Он как раз собирался на работу. Даниэль занимался компьютерной графикой в недавно созданной фирме. Невысокий, стройный парень с примесью мексиканской крови, о чем свидетельствовал легкий акцент. Сегодня он надел черный блейзер, узкие черные джинсы, белую рубашку и галстук «боло»[5]. Волосы он выкрасил в серебристо-голубой цвет, в левом ухе поблескивала серьга колечком, бровь пронзала тонкая сережка-штанга.
– Эй, приятель, – проговорил он, наблюдая, как я вешаю куртку на крючок у двери. – Хреново выглядишь.
– И тебе доброе утро, – ответил я, устало ухмыляясь.
– Я серьезно, – настаивал Даниэль, наливая мне чашку кофе.
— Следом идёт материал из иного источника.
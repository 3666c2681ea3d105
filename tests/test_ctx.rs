// SPDX-License-Identifier: MIT
// SPDX-FileCopyrightText: 2025-2026 natyamatsya contributors
//
// Core context tests: registration rules, first-wins dispatch, the
// response-open fan-out, completion-code synthesis, response arbitration,
// and unregister quiescence.

use std::sync::atomic::{AtomicBool, AtomicUsize, Ordering};
use std::sync::{Arc, Mutex};
use std::thread;
use std::time::Duration;

use ipmi_bmc::bus::MockBus;
use ipmi_bmc::{BmcCtx, BmcDevice, BtMsg, Error, Result};

/// Scripted device: fixed match answer, fixed handle outcome, counters
/// for every callback, and a shared log for observing fan-out order.
struct TestDevice {
    name: &'static str,
    matches: bool,
    outcome: Result<()>,
    handled: AtomicUsize,
    last_request: Mutex<Option<BtMsg>>,
    signals: AtomicUsize,
    signal_log: Arc<Mutex<Vec<&'static str>>>,
}

impl TestDevice {
    fn new(name: &'static str, matches: bool, outcome: Result<()>) -> Arc<Self> {
        Arc::new(Self {
            name,
            matches,
            outcome,
            handled: AtomicUsize::new(0),
            last_request: Mutex::new(None),
            signals: AtomicUsize::new(0),
            signal_log: Arc::new(Mutex::new(Vec::new())),
        })
    }

    fn with_log(
        name: &'static str,
        matches: bool,
        log: &Arc<Mutex<Vec<&'static str>>>,
    ) -> Arc<Self> {
        Arc::new(Self {
            name,
            matches,
            outcome: Ok(()),
            handled: AtomicUsize::new(0),
            last_request: Mutex::new(None),
            signals: AtomicUsize::new(0),
            signal_log: Arc::clone(log),
        })
    }

    fn handled(&self) -> usize {
        self.handled.load(Ordering::SeqCst)
    }

    fn signals(&self) -> usize {
        self.signals.load(Ordering::SeqCst)
    }
}

impl BmcDevice for TestDevice {
    fn match_request(&self, _request: &BtMsg) -> bool {
        self.matches
    }

    fn handle_request(&self, request: &BtMsg) -> Result<()> {
        self.handled.fetch_add(1, Ordering::SeqCst);
        *self.last_request.lock().expect("lock") = Some(*request);
        self.outcome
    }

    fn signal_response_open(&self) {
        self.signals.fetch_add(1, Ordering::SeqCst);
        self.signal_log.lock().expect("lock").push(self.name);
    }
}

fn request(netfn_lun: u8, seq: u8, cmd: u8, payload: &[u8]) -> BtMsg {
    BtMsg::new(netfn_lun, seq, cmd, payload).expect("build request")
}

// ========== Dispatch ==========

// No handler, no default: the host gets an unspecified-error response.
#[test]
fn unclaimed_request_yields_0xff_response() {
    let ctx = BmcCtx::new();
    let bus = MockBus::new();
    ctx.register_bus(bus.clone()).expect("register bus");

    ctx.handle_request(&request(0x18, 1, 0x01, &[]));

    let sent = bus.sent();
    assert_eq!(sent.len(), 1);
    let rsp = &sent[0];
    assert_eq!(rsp.len, 4);
    assert_eq!(rsp.netfn_lun, 0x1C);
    assert_eq!(rsp.seq, 1);
    assert_eq!(rsp.cmd, 0x01);
    assert_eq!(rsp.payload(), &[0xFF]);
}

// First-wins ordering: with two always-matching handlers, only the one
// registered first sees the request.
#[test]
fn first_matching_device_wins() {
    let ctx = BmcCtx::new();
    let h1 = TestDevice::new("h1", true, Ok(()));
    let h2 = TestDevice::new("h2", true, Ok(()));
    ctx.register_device(h1.clone()).expect("register h1");
    ctx.register_device(h2.clone()).expect("register h2");

    ctx.handle_request(&request(0x18, 3, 0x02, &[]));

    assert_eq!(h1.handled(), 1);
    assert_eq!(h2.handled(), 0);
}

// A matching handler owns the request even when it fails: the default is
// not consulted and the failure maps to its completion code.
#[test]
fn handler_error_maps_to_completion_code() {
    let ctx = BmcCtx::new();
    let bus = MockBus::new();
    ctx.register_bus(bus.clone()).expect("register bus");
    let h1 = TestDevice::new("h1", true, Err(Error::Busy));
    let fallback = TestDevice::new("fallback", true, Ok(()));
    ctx.register_device(h1.clone()).expect("register h1");
    ctx.register_default_device(fallback.clone())
        .expect("register default");

    ctx.handle_request(&request(0x18, 5, 0x07, &[0xAA]));

    assert_eq!(h1.handled(), 1);
    assert_eq!(fallback.handled(), 0);
    let sent = bus.sent();
    assert_eq!(sent.len(), 1);
    let rsp = &sent[0];
    assert_eq!(rsp.len, 4);
    assert_eq!(rsp.netfn_lun, 0x1C);
    assert_eq!(rsp.seq, 5);
    assert_eq!(rsp.cmd, 0x07);
    assert_eq!(rsp.payload(), &[0xC0]);
}

// Non-matching handlers are skipped and the default picks the request up.
#[test]
fn default_takes_unmatched_request() {
    let ctx = BmcCtx::new();
    let bus = MockBus::new();
    ctx.register_bus(bus.clone()).expect("register bus");
    let picky = TestDevice::new("picky", false, Ok(()));
    let fallback = TestDevice::new("fallback", true, Ok(()));
    ctx.register_device(picky.clone()).expect("register picky");
    ctx.register_default_device(fallback.clone())
        .expect("register default");

    let req = request(0x18, 2, 0x02, &[]);
    ctx.handle_request(&req);

    assert_eq!(picky.handled(), 0);
    assert_eq!(fallback.handled(), 1);
    assert_eq!(
        fallback.last_request.lock().expect("lock").expect("frame"),
        req
    );
    // The request was accepted, so the core sends nothing itself.
    assert_eq!(bus.sent_count(), 0);
}

// Completion-code table for every failure kind a handler can return.
#[test]
fn completion_code_table() {
    let cases = [
        (Error::Busy, 0xC0u8),
        (Error::Invalid, 0xC1),
        (Error::Timeout, 0xC3),
        (Error::NoMem, 0xC4),
        (Error::Unsupported, 0xFF),
        (Error::NotFound, 0xFF),
    ];
    for (err, ccode) in cases {
        let ctx = BmcCtx::new();
        let bus = MockBus::new();
        ctx.register_bus(bus.clone()).expect("register bus");
        let dev = TestDevice::new("dev", true, Err(err));
        ctx.register_device(dev).expect("register");

        ctx.handle_request(&request(0x18, 9, 0x33, &[]));

        let sent = bus.sent();
        assert_eq!(sent.len(), 1, "{err:?}");
        assert_eq!(sent[0].payload(), &[ccode], "{err:?}");
    }
}

// A synthesised response that cannot be sent is dropped, not retried.
#[test]
fn failed_error_response_is_dropped() {
    let ctx = BmcCtx::new();
    let bus = MockBus::new();
    ctx.register_bus(bus.clone()).expect("register bus");
    bus.fail_next_send(Error::Busy);

    ctx.handle_request(&request(0x18, 1, 0x01, &[]));

    assert_eq!(bus.sent_count(), 0);
}

// Dispatch without any transport still runs handlers; only the error
// response has nowhere to go.
#[test]
fn dispatch_without_bus_reaches_handlers() {
    let ctx = BmcCtx::new();
    let dev = TestDevice::new("dev", true, Ok(()));
    ctx.register_device(dev.clone()).expect("register");

    ctx.handle_request(&request(0x18, 1, 0x01, &[]));
    assert_eq!(dev.handled(), 1);
}

// ========== Fan-out ==========

// Response-open reaches every device in registration order, default last.
#[test]
fn response_open_fans_out_in_order() {
    let ctx = BmcCtx::new();
    let log = Arc::new(Mutex::new(Vec::new()));
    let a = TestDevice::with_log("a", false, &log);
    let b = TestDevice::with_log("b", false, &log);
    let d = TestDevice::with_log("d", true, &log);
    ctx.register_device(a.clone()).expect("register a");
    ctx.register_device(b.clone()).expect("register b");
    ctx.register_default_device(d.clone()).expect("register d");

    ctx.signal_response_open();
    ctx.signal_response_open();

    assert_eq!(a.signals(), 2);
    assert_eq!(b.signals(), 2);
    assert_eq!(d.signals(), 2);
    assert_eq!(
        *log.lock().expect("lock"),
        vec!["a", "b", "d", "a", "b", "d"]
    );
}

// ========== Registration rules ==========

#[test]
fn duplicate_device_registration_fails() {
    let ctx = BmcCtx::new();
    let dev = TestDevice::new("dev", true, Ok(()));
    ctx.register_device(dev.clone()).expect("first register");
    assert_eq!(
        ctx.register_device(dev.clone()),
        Err(Error::AlreadyRegistered)
    );
}

#[test]
fn unregister_unknown_device_fails() {
    let ctx = BmcCtx::new();
    let dev = TestDevice::new("dev", true, Ok(()));
    let as_device: Arc<dyn BmcDevice> = dev;
    assert_eq!(ctx.unregister_device(&as_device), Err(Error::NotFound));
}

#[test]
fn unregistered_device_no_longer_dispatches() {
    let ctx = BmcCtx::new();
    let dev = TestDevice::new("dev", true, Ok(()));
    ctx.register_device(dev.clone()).expect("register");
    let as_device: Arc<dyn BmcDevice> = dev.clone();
    ctx.unregister_device(&as_device).expect("unregister");

    ctx.handle_request(&request(0x18, 1, 0x01, &[]));
    assert_eq!(dev.handled(), 0);
}

#[test]
fn second_default_device_is_busy() {
    let ctx = BmcCtx::new();
    let d1 = TestDevice::new("d1", true, Ok(()));
    let d2 = TestDevice::new("d2", true, Ok(()));
    ctx.register_default_device(d1).expect("first default");
    assert_eq!(ctx.register_default_device(d2), Err(Error::Busy));
}

#[test]
fn unregister_default_checks_identity() {
    let ctx = BmcCtx::new();
    let d1 = TestDevice::new("d1", true, Ok(()));
    let d2 = TestDevice::new("d2", true, Ok(()));
    ctx.register_default_device(d1.clone()).expect("default");

    let wrong: Arc<dyn BmcDevice> = d2;
    assert_eq!(ctx.unregister_default_device(&wrong), Err(Error::NotFound));

    let right: Arc<dyn BmcDevice> = d1;
    ctx.unregister_default_device(&right).expect("unregister");
    assert_eq!(ctx.unregister_default_device(&right), Err(Error::NotFound));
}

#[test]
fn second_bus_is_busy() {
    let ctx = BmcCtx::new();
    let b1 = MockBus::new();
    let b2 = MockBus::new();
    ctx.register_bus(b1).expect("first bus");
    assert_eq!(ctx.register_bus(b2), Err(Error::Busy));
}

#[test]
fn unregister_bus_checks_identity() {
    let ctx = BmcCtx::new();
    let b1 = MockBus::new();
    let b2 = MockBus::new();
    ctx.register_bus(b1.clone()).expect("register");

    let wrong: Arc<dyn ipmi_bmc::BmcBus> = b2;
    assert_eq!(ctx.unregister_bus(&wrong), Err(Error::NotFound));

    let right: Arc<dyn ipmi_bmc::BmcBus> = b1;
    ctx.unregister_bus(&right).expect("unregister");
    assert_eq!(ctx.is_response_open(), false);
}

// ========== Transport slot ==========

#[test]
fn send_without_bus_is_no_device() {
    let ctx = BmcCtx::new();
    let msg = request(0x1C, 1, 0x01, &[0x00]);
    assert_eq!(ctx.send_response(&msg), Err(Error::NoDevice));
    assert!(!ctx.is_response_open());
}

// Between an accepted response and the next response-open signal, the
// transport reports closed and refuses a second response.
#[test]
fn one_response_in_flight() {
    let ctx = BmcCtx::new();
    let bus = MockBus::new();
    ctx.register_bus(bus.clone()).expect("register bus");

    let rsp = request(0x1C, 1, 0x01, &[0x00]);
    assert!(ctx.is_response_open());
    ctx.send_response(&rsp).expect("first send");
    assert!(!ctx.is_response_open());
    assert_eq!(ctx.send_response(&rsp), Err(Error::Busy));

    bus.set_response_open(true);
    ctx.signal_response_open();
    ctx.send_response(&rsp).expect("send after reopen");
    assert_eq!(bus.sent_count(), 2);
}

// ========== Quiescence ==========

// unregister_device must not return while a dispatch is still inside the
// device's handle_request.
#[test]
fn unregister_waits_for_in_flight_dispatch() {
    struct SlowDevice {
        in_call: AtomicBool,
        entered: AtomicBool,
    }
    impl BmcDevice for SlowDevice {
        fn match_request(&self, _request: &BtMsg) -> bool {
            true
        }
        fn handle_request(&self, _request: &BtMsg) -> Result<()> {
            self.in_call.store(true, Ordering::SeqCst);
            self.entered.store(true, Ordering::SeqCst);
            thread::sleep(Duration::from_millis(80));
            self.in_call.store(false, Ordering::SeqCst);
            Ok(())
        }
        fn signal_response_open(&self) {}
    }

    let ctx = Arc::new(BmcCtx::new());
    let dev = Arc::new(SlowDevice {
        in_call: AtomicBool::new(false),
        entered: AtomicBool::new(false),
    });
    ctx.register_device(dev.clone()).expect("register");

    let dispatch_ctx = Arc::clone(&ctx);
    let dispatcher = thread::spawn(move || {
        dispatch_ctx.handle_request(&BtMsg::new(0x18, 1, 0x01, &[]).expect("build"));
    });

    // Wait for the dispatch to be inside the handler.
    while !dev.entered.load(Ordering::SeqCst) {
        thread::yield_now();
    }

    let as_device: Arc<dyn BmcDevice> = dev.clone();
    ctx.unregister_device(&as_device).expect("unregister");
    assert!(
        !dev.in_call.load(Ordering::SeqCst),
        "unregister returned while the handler was still running"
    );

    dispatcher.join().expect("dispatcher");
}

// ========== Shutdown ==========

#[test]
fn shutdown_refuses_registration_and_drops_requests() {
    let ctx = BmcCtx::new();
    let bus = MockBus::new();
    ctx.register_bus(bus.clone()).expect("register bus");
    ctx.shutdown();

    let dev = TestDevice::new("late", true, Ok(()));
    assert_eq!(ctx.register_device(dev), Err(Error::Unsupported));

    // Dropped silently: not even an error response goes out.
    ctx.handle_request(&request(0x18, 1, 0x01, &[]));
    assert_eq!(bus.sent_count(), 0);
}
Я сел на табурет у кухонной стойки.
Его квартира представляла собой небольшой однокомнатный лофт в промышленном стиле – кирпичные стены, хромированная арматура, трубы во всей красе. Большую часть стен покрывали картины, написанные широкими, беспорядочными мазками краски. Редкие комнатные растения добавляли немного тепла.
Даниэль покачал головой, глядя на меня через стойку.
– Знаю, ты хотел там работать, но, черт возьми…
– Там нелегко, – признался я и потер глаза. – Труднее, чем я думал.
– Хочешь об этом поговорить?
Наверное, стоило выговориться, но я не желал, чтоб ужасные образы, которые преследовали меня, застряли и в мозгу у Даниэля. Кровь и рвота. Огнестрельные ранения. Смерть.